Feri Amsari: Hukum Kini Jadi Alat Bungkam Kritik Politik

Rabu, 23 Juli 2025 | 16:01 WIB
Feri Amsari: Hukum Kini Jadi Alat Bungkam Kritik Politik
Pakar Hukum Tata Negara Universitas Andalas, Feri Amsari. [Ist]

Suara.com - Pakar Hukum Tata Negara Universitas Andalas, Feri Amsari, mengangkat kekhawatiran soal potensi penyalahgunaan hukum dalam konteks politik kekuasaan.

Ia menilai kasus hukum yang menimpa dua figur oposisi, Tom Lembong dan Hasto Kristiyanto, mengandung aroma politis yang kental.

Menurut Feri, penanganan kasus ini mencerminkan bagaimana rezim saat ini merespons kritik.

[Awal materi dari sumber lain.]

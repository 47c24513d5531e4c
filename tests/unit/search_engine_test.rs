//! Unit tests for the SearchEngine: candidate retrieval, ranking, the scan
//! fallback, caching and metadata scoring.

use std::sync::Arc;

use rstest::rstest;
use tidymarks::managers::store_handle::StoreHandle;
use tidymarks::services::search_engine::{SearchEngine, SearchEngineTrait};
use tidymarks::types::errors::SearchError;
use tidymarks::types::node::Node;
use tidymarks::types::search::{CrawlMetadata, CrawlStatus, MatchField, SearchOptions, SortBy};
use tidymarks::types::settings::{SearchSettings, StorageSettings};

fn node(id: &str, parent: Option<&str>, index: u32, title: &str, url: Option<&str>) -> Node {
    Node {
        id: id.into(),
        parent_id: parent.map(Into::into),
        index,
        title: title.into(),
        url: url.map(Into::into),
        date_added: 1_700_000_000_000 + index as i64,
        date_modified: None,
    }
}

fn library() -> Vec<Node> {
    vec![
        node("0", None, 0, "", None),
        node("1", Some("0"), 0, "Bookmarks Bar", None),
        node("10", Some("1"), 0, "React Router", Some("https://reactrouter.com/en/main")),
        node("11", Some("1"), 1, "React Native", Some("https://reactnative.dev/")),
        node("12", Some("1"), 2, "Preact", Some("https://preactjs.com/")),
        node("13", Some("1"), 3, "Reactive folder", None),
        node("14", Some("1"), 4, "Docs alpha", Some("https://a.example/x")),
        node("15", Some("1"), 5, "Docs beta", Some("https://b.example/y")),
    ]
}

async fn setup() -> (Arc<StoreHandle>, SearchEngine) {
    let handle = Arc::new(StoreHandle::in_memory(StorageSettings::default()));
    let store = handle.initialize().await.unwrap();
    store.replace_all(&library()).unwrap();
    let engine = SearchEngine::new(handle.clone(), SearchSettings::default());
    (handle, engine)
}

fn titles(results: &[tidymarks::types::search::SearchResult]) -> Vec<&str> {
    results.iter().map(|r| r.record.title.as_str()).collect()
}

#[tokio::test]
async fn test_prefix_titles_rank_above_substring() {
    let (_handle, engine) = setup().await;
    let results = engine.search("react", &SearchOptions::default()).unwrap();

    let found = titles(&results);
    assert!(found.len() >= 2);
    assert!(found[..2].contains(&"React Router"));
    assert!(found[..2].contains(&"React Native"));
    if let Some(pos) = found.iter().position(|t| *t == "Preact") {
        assert!(pos >= 2);
    }
}

#[tokio::test]
async fn test_all_terms_outrank_one() {
    let (_handle, engine) = setup().await;
    let results = engine.search("react router", &SearchOptions::default()).unwrap();
    assert_eq!(results[0].record.title, "React Router");
    assert!(results[0].score > results[1].score);
}

#[tokio::test]
async fn test_highlights_point_into_original_title() {
    let (_handle, engine) = setup().await;
    let results = engine.search("ROUTER", &SearchOptions::default()).unwrap();
    let hit = &results[0];
    assert!(hit.matched_fields.contains(&MatchField::Title));
    let title_span = hit
        .highlights
        .iter()
        .find(|h| h.field == MatchField::Title)
        .unwrap();
    assert_eq!((title_span.start, title_span.end), (6, 12));
    assert_eq!(title_span.text, "Router");
}

#[tokio::test]
async fn test_scan_fallback_finds_substrings() {
    let (_handle, engine) = setup().await;
    let results = engine.search("act", &SearchOptions::default()).unwrap();
    assert_eq!(results.len(), 3);

    let limited = engine
        .search(
            "act",
            &SearchOptions {
                limit: 2,
                ..SearchOptions::default()
            },
        )
        .unwrap();
    assert_eq!(limited.len(), 2);
}

#[tokio::test]
async fn test_folders_only_on_request() {
    let (_handle, engine) = setup().await;
    let without = engine.search("reactive", &SearchOptions::default()).unwrap();
    assert!(without.is_empty());

    let with = engine
        .search(
            "reactive",
            &SearchOptions {
                include_folders: true,
                ..SearchOptions::default()
            },
        )
        .unwrap();
    assert_eq!(titles(&with), vec!["Reactive folder"]);
}

#[tokio::test]
async fn test_metadata_breaks_ties() {
    let (handle, engine) = setup().await;
    let plain = engine.search("docs", &SearchOptions::default()).unwrap();
    assert_eq!(titles(&plain), vec!["Docs alpha", "Docs beta"]);

    handle
        .current()
        .unwrap()
        .put_crawl_metadata(&CrawlMetadata {
            bookmark_id: "15".into(),
            title: None,
            description: Some("Reference docs".into()),
            keywords: vec![],
            status: CrawlStatus::Success,
            crawled_at: chrono::Utc::now().timestamp_millis(),
        })
        .unwrap();

    let boosted = engine.search("docs", &SearchOptions::default()).unwrap();
    assert_eq!(titles(&boosted), vec!["Docs beta", "Docs alpha"]);
    assert!(boosted[0].matched_fields.contains(&MatchField::MetaDescription));

    let ignored = engine
        .search(
            "docs",
            &SearchOptions {
                use_metadata: false,
                ..SearchOptions::default()
            },
        )
        .unwrap();
    assert_eq!(titles(&ignored), vec!["Docs alpha", "Docs beta"]);
}

#[tokio::test]
async fn test_sort_by_title_and_min_score() {
    let (_handle, engine) = setup().await;
    let by_title = engine
        .search(
            "react",
            &SearchOptions {
                sort_by: SortBy::Title,
                ..SearchOptions::default()
            },
        )
        .unwrap();
    let found = titles(&by_title);
    let mut sorted = found.clone();
    sorted.sort_by_key(|t| t.to_lowercase());
    assert_eq!(found, sorted);

    let strict = engine
        .search(
            "react",
            &SearchOptions {
                min_score: 10.0,
                ..SearchOptions::default()
            },
        )
        .unwrap();
    assert!(strict.iter().all(|r| r.score >= 10.0));
    assert!(strict.iter().all(|r| r.record.title.starts_with("React")));
}

#[tokio::test]
async fn test_cache_hits_and_invalidation() {
    let (handle, engine) = setup().await;
    let first = engine.search("react", &SearchOptions::default()).unwrap();
    assert_eq!(engine.cache_len(), 1);
    let second = engine.search("  React  ", &SearchOptions::default()).unwrap();
    assert_eq!(first, second);
    assert_eq!(engine.cache_len(), 1);

    handle.current().unwrap().delete("10").unwrap();
    let after = engine.search("react", &SearchOptions::default()).unwrap();
    assert!(!titles(&after).contains(&"React Router"));

    engine.clear_cache();
    assert_eq!(engine.cache_len(), 0);
}

#[rstest]
#[case("", 10)]
#[case("   \t ", 10)]
#[case("react", 0)]
#[tokio::test]
async fn test_invalid_queries(#[case] query: &str, #[case] limit: usize) {
    let (_handle, engine) = setup().await;
    let result = engine.search(
        query,
        &SearchOptions {
            limit,
            ..SearchOptions::default()
        },
    );
    assert!(matches!(result, Err(SearchError::InvalidQuery(_))));
}

#[tokio::test]
async fn test_uninitialized_store_is_reported() {
    let handle = Arc::new(StoreHandle::in_memory(StorageSettings::default()));
    let engine = SearchEngine::new(handle, SearchSettings::default());
    assert!(matches!(
        engine.search("react", &SearchOptions::default()),
        Err(SearchError::Uninitialized)
    ));
}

Ia menyebut, apa yang disebut sebagai keberlanjutan oleh pemerintah di bawah Presiden Prabowo Subianto tak hanya merujuk pada program, tapi juga pada cara menghadapi perbedaan pandangan.

Hal itu Feri sampaikan dalam diskusi yang digelar di Fakultas Hukum UI, Selasa, 22 Juli 2025.

"Bahkan bisa dijawab dengan kondisi yang kita dengar berapa bulan yang lalu, menggelegar dan monumental pernyataan 'Hidup Jokowi' oleh presiden yang berkuasa saat ini. Itu sudah menjelaskan bahwa apa yang mereka sebut keberlanjutan juga bermakna keberlanjutan untuk menjegal lawan-lawan politik," ujar Feri.

Peradilan Bernuansa Politik

Feri mengaitkan proses hukum ini dengan fenomena political trial atau peradilan politik, sebagaimana dijelaskan dalam kajian filsafat hukum oleh De Franco.

Ia menyebut tanda-tandanya cukup mudah dikenali.

Baca Juga: Roy Suryo 'Semprot' Jokowi di Gedung Juang: Ada Bapak Lebih Cinta Anak Daripada Negara

"Gambaran trial politik itu mudah saja. Kalau kemudian seseorang dihentikan karena pernyataan politiknya yang berbeda, maka itu pasti trial-nya politik," katanya.

Lebih lanjut, Feri mengajak publik menelusuri latar belakang dua tokoh yang kini berhadapan dengan proses hukum.

Menurutnya, Tom Lembong dan Hasto Kristiyanto selama ini dikenal sebagai sosok yang kerap menyuarakan kritik terhadap pemerintah, terutama terkait proyek Ibu Kota Nusantara (IKN) dan kebijakan bantuan sosial.

“Coba runut pernyataan dua orang ini sebelum proses terjadi. Semua pernyataan berbeda pandangan dengan yang berkuasa. Dan ketika itulah kemudian kasusnya muncul dan terjadi,” tegasnya.

Feri juga mempertanyakan kekuatan argumen hukum dalam kasus-kasus yang menjerat keduanya.

Ia menilai bukti dan konstruksi perkara terkesan dipaksakan dan tidak menunjukkan adanya unsur pidana yang kuat.